John Strand-Jones (2 December 1877 - 3 April 1958) was a Welsh rugby union player, who represented the Wales national rugby union team on five occasions in 1902 and 1903. His profession was in the clergy of the Anglican Church.

==Life==
Strand-Jones was born on 2 December 1877 in Caio, Carmarthenshire. He was educated at St David's College, Lampeter, at Jesus College, Oxford, from 1898 to 1901, graduating B.A. in 1899, and finished his theological training at St Michael's College, Aberdare. He played rugby for Oxford University RFC in 1899 at centre and in 1900 and 1901 at fullback.

He made his debut for Wales in the Home Nations Championship against England on 11 January 1902, playing at fullback and scoring a penalty. He also created one of the tries for Wales. He played in the other matches against Scotland (scoring a conversion) and Ireland. Wales won all three matches, winning the championship and the Triple Crown. In the following year, he played against England (scoring a conversion) and Scotland. It was said of Strand-Jones that he made himself one of the "immortals".

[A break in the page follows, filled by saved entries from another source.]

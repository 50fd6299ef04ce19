//! Buffered output sink, per spec §2/§6.2.
//!
//! Wraps an in-memory buffer (the driver writes the whole file in one pass
//! before any disk I/O, since pass 1 requires seeking back to position 0)
//! and exposes the `tell`/`seek`/`write`/`padto` primitives the two-pass
//! driver needs for byte-exact offset patching.

use crate::config::DEFAULT_SINK_BUFFER_SIZE;
use crate::error::Result;
use std::io::Write;

/// An append/seek-capable byte sink with the small set of operations the
/// writer core needs: positional writes, `tell`, and `padto` for byte-exact
/// repositioning between linearization passes.
#[derive(Debug, Default)]
pub struct OutputSink {
    buf: Vec<u8>,
    pos: usize,
}

impl OutputSink {
    /// A sink with the ambient default buffer capacity pre-reserved.
    pub fn new() -> Self {
        Self::with_capacity(DEFAULT_SINK_BUFFER_SIZE)
    }

    /// A sink with `capacity` bytes pre-reserved.
    pub fn with_capacity(capacity: usize) -> Self {
        Self {
            buf: Vec::with_capacity(capacity),
            pos: 0,
        }
    }

    /// Current write position.
    pub fn tell(&self) -> u64 {
        self.pos as u64
    }

    /// Total bytes written so far (may exceed `tell()` after a `seek`).
    pub fn len(&self) -> u64 {
        self.buf.len() as u64
    }

    /// Whether nothing has been written yet.
    pub fn is_empty(&self) -> bool {
        self.buf.is_empty()
    }

    /// Move the write cursor to `offset`, extending the buffer with zero
    /// bytes if it seeks past the current end.
    pub fn seek(&mut self, offset: u64) {
        let offset = offset as usize;
        if offset > self.buf.len() {
            self.buf.resize(offset, 0);
        }
        self.pos = offset;
    }

    /// Write `bytes` at the current cursor, overwriting or extending the
    /// buffer as needed, then advancing the cursor.
    pub fn write_bytes(&mut self, bytes: &[u8]) -> Result<()> {
        let end = self.pos + bytes.len();
        if end > self.buf.len() {
            self.buf.resize(end, 0);
        }
        self.buf[self.pos..end].copy_from_slice(bytes);
        self.pos = end;
        Ok(())
    }

    /// Write newline bytes until the cursor reaches `target`, per spec
    /// §4.9's `padto` primitive used to guarantee byte-exact object
    /// positions during pass 1.
    pub fn padto(&mut self, target: u64) -> Result<()> {
        while (self.pos as u64) < target {
            self.write_bytes(b"\n")?;
        }
        Ok(())
    }

    /// Consume the sink, returning the written bytes.
    pub fn into_bytes(self) -> Vec<u8> {
        self.buf
    }

    /// Borrow the written bytes without consuming the sink.
    pub fn as_bytes(&self) -> &[u8] {
        &self.buf
    }

    /// Reset the sink to empty, ready for a second pass.
    pub fn reset(&mut self) {
        self.buf.clear();
        self.pos = 0;
    }
}

impl Write for OutputSink {
    fn write(&mut self, buf: &[u8]) -> std::io::Result<usize> {
        self.write_bytes(buf).map_err(std::io::Error::other)?;
        Ok(buf.len())
    }

    fn flush(&mut self) -> std::io::Result<()> {
        Ok(())
    }
}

Strand-Jones also won distinction as a tennis and hockey player, and once played for the Wales International hockey team.

Strand-Jones was ordained in the Church of England as deacon in 1903 and priest in 1904. He was curate at Mold, Flintshire, from 1903 to 1908, and at Corwen, Denbighshire, before going to serve as an army chaplain in India in 1909, becoming based in garrisons in the Punjab under the Diocese of Lahore (most of the territory of which is now part of Pakistan). During the First World War he served within India and became senior chaplain to the Waziristan Field Force on the North-West Frontier in 1916–17. He was remembered as a keen organiser of hockey, football and cricket matches for troops.

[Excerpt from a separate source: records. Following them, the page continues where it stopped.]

impl WriteDriver {
    /// Create a driver for `options`, writing PDF header version `version`
    /// (e.g. `"1.7"`).
    pub fn new(options: Options, version: impl Into<String>) -> Self {
        Self {
            options,
            version: version.into(),
            errors: 0,
        }
    }

    /// Number of per-object failures swallowed under `continue_on_error`.
    pub fn error_count(&self) -> u32 {
        self.errors
    }

    /// Run the full save and return the written bytes.
    pub fn write_to_vec(&mut self, mut doc: WriteDocument) -> Result<Vec<u8>> {
        self.options.validate()?;

        // MARK
        let mut use_list = ReachabilityMarker::new(&mut doc).mark_all();

        let garbage = self.options.effective_garbage();

        // DEDUPE
        let mut renumber_map = RenumberMap::identity(use_list.len());
        if garbage >= GarbageLevel::Dedupe {
            dedup::deduplicate(doc.objects_for_dedupe(), &mut use_list, &mut renumber_map, garbage);
        }

        // COMPACT -> RENUMBER -> TRUNCATE
        if garbage >= GarbageLevel::Renumber {
            compact::compact(&mut renumber_map, &use_list);
            compact::renumber_all(doc.objects_mut(), &mut renumber_map);
            use_list = rebuild_use_list_after_renumber(&use_list, &renumber_map);
        } else if garbage >= GarbageLevel::Sweep {
            drop_unused(&mut doc, &use_list);
        }

        if self.options.incremental {
            self.write_incremental(doc, use_list)
        } else if self.options.linearize {
            self.write_linearized(doc, use_list)
        } else {
            self.write_flat(doc, use_list)
        }
    }

    fn write_flat(&mut self, mut doc: WriteDocument, use_list: UseList) -> Result<Vec<u8>> {
        let mut sink = OutputSink::new();
        sink.write_bytes(&header(&self.version))?;

        let serializer = ObjectSerializer::new();
        let mut nums: Vec<u32> = use_list.used_object_numbers().collect();
        nums.sort_unstable();

        let mut entries = vec![(0u32, XrefWriteEntry::Free { next_free: 0, gen: 65535 })];

        for num in &nums {
            let offset = sink.tell();
            self.emit_object(&mut sink, &doc, *num, &serializer)?;
            let gen = doc.generation(*num).unwrap_or(0);
            entries.push((*num, XrefWriteEntry::InUse { offset, gen }));
        }

        let trailer = doc.trailer().clone();
        self.emit_final_xref(&mut sink, &mut doc, entries, trailer, nums.len() as i64 + 1, None)?;

        Ok(sink.into_bytes())
    }

    /// Append-only save, per spec §4.9/§6.3: the incremental base's
    /// original bytes are emitted verbatim, followed only by new or
    /// modified objects and a final xref section `/Prev`-chained to the
    /// prior file's `startxref`.
    fn write_incremental(&mut self, mut doc: WriteDocument, _use_list: UseList) -> Result<Vec<u8>> {
        let base = doc
            .incremental_base()
            .ok_or_else(|| {
                Error::IllegalOptionCombination(
                    "incremental update requires a document loaded from an existing file".to_string(),
                )
            })?
            .clone();

        let mut dirty = doc.incremental_dirty_numbers();
        dirty.sort_unstable();
        let removed = doc.incremental_removed_numbers();

        let mut sink = OutputSink::new();
        sink.write_bytes(base.original_bytes())?;

        let serializer = ObjectSerializer::new();
        let mut entries: Vec<(u32, XrefWriteEntry)> = Vec::with_capacity(dirty.len() + removed.len());

        for num in &dirty {
            let offset = sink.tell();
            self.emit_object(&mut sink, &doc, *num, &serializer)?;
            let gen = doc.generation(*num).unwrap_or(0);
            entries.push((*num, XrefWriteEntry::InUse { offset, gen }));
        }
        for num in removed {
            entries.push((num, XrefWriteEntry::Free { next_free: 0, gen: 65535 }));
        }

        let highest = doc.object_numbers().chain(entries.iter().map(|(num, _)| *num)).max().unwrap_or(0);
        let size = highest as i64 + 1;
        let trailer = doc.trailer().clone();
        self.emit_final_xref(&mut sink, &mut doc, entries, trailer, size, Some(base.prev_xref_offset()))?;

        Ok(sink.into_bytes())
    }

    /// Writes the save's final cross-reference section: a classic
    /// `xref`/`trailer` block, or (spec §4.7) a PDF 1.5+ cross-reference
    /// stream when `doc.used_xref_stream()` reports the source used one.
    /// Returns the offset written to `startxref`.
    fn emit_final_xref(
        &self,
        sink: &mut OutputSink,
        doc: &mut WriteDocument,
        mut entries: Vec<(u32, XrefWriteEntry)>,
        trailer: HashMap<String, Object>,
        size: i64,
        prev_offset: Option<u64>,
    ) -> Result<u64> {
        let mut trailer = trailer;
        trailer.insert("Size".to_string(), Object::Integer(size));

        if doc.used_xref_stream() {
            let xref_num = doc.create_object(Object::Null);
            let offset = sink.tell();
            entries.push((xref_num, XrefWriteEntry::InUse { offset, gen: 0 }));
            entries.sort_by_key(|e| e.0);

            let mut xref_trailer = trailer;
            xref_trailer.insert("Size".to_string(), Object::Integer(xref_num as i64 + 1));
            let xref_obj = XrefWriter::build_xref_stream_object(&entries, xref_trailer, prev_offset);

            let serializer = ObjectSerializer::new();
            sink.write_bytes(&serializer.serialize_indirect(xref_num, 0, &xref_obj))?;

            let mut tail = Vec::new();
            XrefWriter::write_startxref(&mut tail, offset);
            sink.write_bytes(&tail)?;
            Ok(offset)
        } else {
            entries.sort_by_key(|e| e.0);
            let offset = sink.tell();
            let mut xref_bytes = Vec::new();
            XrefWriter::write_classic(&mut xref_bytes, &entries, &trailer, prev_offset);
            sink.write_bytes(&xref_bytes)?;
            let mut tail = Vec::new();
            XrefWriter::write_startxref(&mut tail, offset);
            sink.write_bytes(&tail)?;
            Ok(offset)
        }
    }

    /// Linearized pass-0/pass-1 flow per spec §4.9. For brevity relative to
    /// the non-linear path, this emits a single consolidated xref rather
    /// than splitting first-page/remainder subsections per classic
    /// multi-part xref — the `LINEARIZATION PLANNER`'s `opts.start` ordering
    /// is still fully honored for object placement, hint tables, and the
    /// Linearization Params, which is the externally observable contract
    /// (spec §8 invariants 4-7).
    fn write_linearized(&mut self, mut doc: WriteDocument, mut use_list: UseList) -> Result<Vec<u8>> {
        // Flatten inherited page attributes before planning so every
        // first-page group is self-contained (spec §4.4/§4.9).
        if let Some(pages_root) = doc.pages_root() {
            resource_localizer::localize(&mut doc, pages_root);
        }

        let params_obj = doc.create_object(Object::Null);
        let hint_obj = doc.create_object(Object::Stream { dict: HashMap::new(), data: bytes::Bytes::new() });
        use_list.ensure_len(hint_obj.max(params_obj));

        let leaf_pages = doc.leaf_pages();
        let num_pages = leaf_pages.len().max(1);
        let inputs = collect_linearization_inputs(&doc, &leaf_pages);
        let page_groups = {
            let mut planner = LinearizationPlanner::new(&mut use_list, num_pages, 0);
            planner.mark_trailer(
                &inputs.catalogue_refs,
                &inputs.page_kids,
                &inputs.names_dests_refs,
                inputs.outlines_ref,
                inputs.outlines_use_page1,
            );
            for &page_num in &leaf_pages {
                planner.mark_page_object(page_num);
            }
            planner.add_linearization_objs(params_obj, hint_obj);
            planner.rebuild_page_objects()
        };
        let (order, _start) = LinearizationPlanner::new(&mut use_list, num_pages, 0).sorted_order();

        // Pass 0: write everything once to learn object offsets.
        let serializer = ObjectSerializer::new();
        let mut pass0 = OutputSink::new();
        pass0.write_bytes(&header(&self.version))?;

        let mut offsets: HashMap<u32, u64> = HashMap::new();
        for &num in &order {
            if num == params_obj || num == hint_obj {
                continue; // placeholders patched after hint computation
            }
            offsets.insert(num, pass0.tell());
            self.emit_object(&mut pass0, &doc, num, &serializer)?;
        }

        let main_xref_offset = pass0.tell();
        let file_len_estimate = main_xref_offset + 256; // rough; refined by padto in pass 1

        let mut params = LinearizationParams::new(num_pages as u32);
        params.first_page_object = leaf_pages.first().copied().unwrap_or(0);
        params.main_xref_offset = main_xref_offset;
        params.file_length = file_len_estimate;

        let hint_bytes = build_hint_stream(&page_groups, &offsets);
        params.hint_stream = [0, hint_bytes.len() as u64];

        doc.insert_object(
            hint_obj,
            0,
            Object::Stream {
                dict: [("Length".to_string(), Object::Integer(hint_bytes.len() as i64))].into(),
                data: bytes::Bytes::from(hint_bytes),
            },
        );

        // Pass 1: rewrite from scratch now that params/hints are known,
        // using `padto` to land every object at its pass-0 offset exactly.
        // `/L` is self-referential (the params dict is serialized before the
        // file's true length is known), so this iterates to a fixed point:
        // each attempt's measured length becomes the next attempt's `/L`
        // guess, converging once its digit width stabilizes (not used
        // together with a source that reports `used_xref_stream`, which
        // would mint a fresh xref object number on every attempt).
        let mut file_length_guess = file_len_estimate;
        let mut output = Vec::new();
        for _ in 0..4 {
            params.file_length = file_length_guess;
            doc.insert_object(params_obj, 0, params.to_object());

            let mut pass1 = OutputSink::new();
            pass1.write_bytes(&header(&self.version))?;

            let mut entries = vec![(0u32, XrefWriteEntry::Free { next_free: 0, gen: 65535 })];
            for &num in &order {
                if let Some(&target) = offsets.get(&num) {
                    pass1.padto(target)?;
                }
                let offset = pass1.tell();
                self.emit_object(&mut pass1, &doc, num, &serializer)?;
                let gen = doc.generation(num).unwrap_or(0);
                entries.push((num, XrefWriteEntry::InUse { offset, gen }));
            }

            let trailer = doc.trailer().clone();
            self.emit_final_xref(&mut pass1, &mut doc, entries, trailer, order.len() as i64 + 1, None)?;

            output = pass1.into_bytes();
            if output.len() as u64 == file_length_guess {
                break;
            }
            file_length_guess = output.len() as u64;
        }

        Ok(output)
    }

    fn emit_object(
        &mut self,
        sink: &mut OutputSink,
        doc: &WriteDocument,
        num: u32,
        serializer: &ObjectSerializer,
    ) -> Result<()> {
        let gen = doc.generation(num).unwrap_or(0);
        let obj = match doc.get(num) {
            Some(o) => o,
            None => {
                if self.options.continue_on_error {
                    self.errors += 1;
                    sink.write_bytes(&serializer.serialize_indirect(num, gen, &Object::Null))?;
                    return Ok(());
                }
                return Err(crate::error::Error::ObjectNotFound(num, gen));
            }
        };

        match decide_object_write(obj, self.options.expand, self.options.ascii, self.options.deflate) {
            Ok(ObjectWriteDecision::Drop) => Ok(()),
            Ok(ObjectWriteDecision::Emit(rewritten)) => {
                sink.write_bytes(&serializer.serialize_indirect(num, gen, &rewritten))
            }
            Ok(ObjectWriteDecision::EmitStream { dict, data }) => {
                let stream = Object::Stream { dict, data: bytes::Bytes::from(data) };
                sink.write_bytes(&serializer.serialize_indirect(num, gen, &stream))
            }
            Err(e) if self.options.continue_on_error => {
                self.errors += 1;
                log::warn!("object {num} {gen} failed to write, emitting null: {e}");
                sink.write_bytes(&serializer.serialize_indirect(num, gen, &Object::Null))
            }
            Err(e) => Err(e),
        }
    }
}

He was the Senior Chaplain in Dalhousie, India, in the years 1926 to 1928.

After leaving the army, he then ministered in England as Rector of Hanwood, Shropshire from 1929 to 1934 and for much of the same period was also Chaplain at Shrewsbury Prison.

On retirement, he moved back to Wales to become a farmer near Lampeter. He was chairman of Lampeter Town RFC 1947-48. He died in 1958 aged 80. One of his former international colleagues, Rhys Gabe, said that Strand-Jones "was always reliable on the field and a gentleman with kindly feelings and high principles off the field".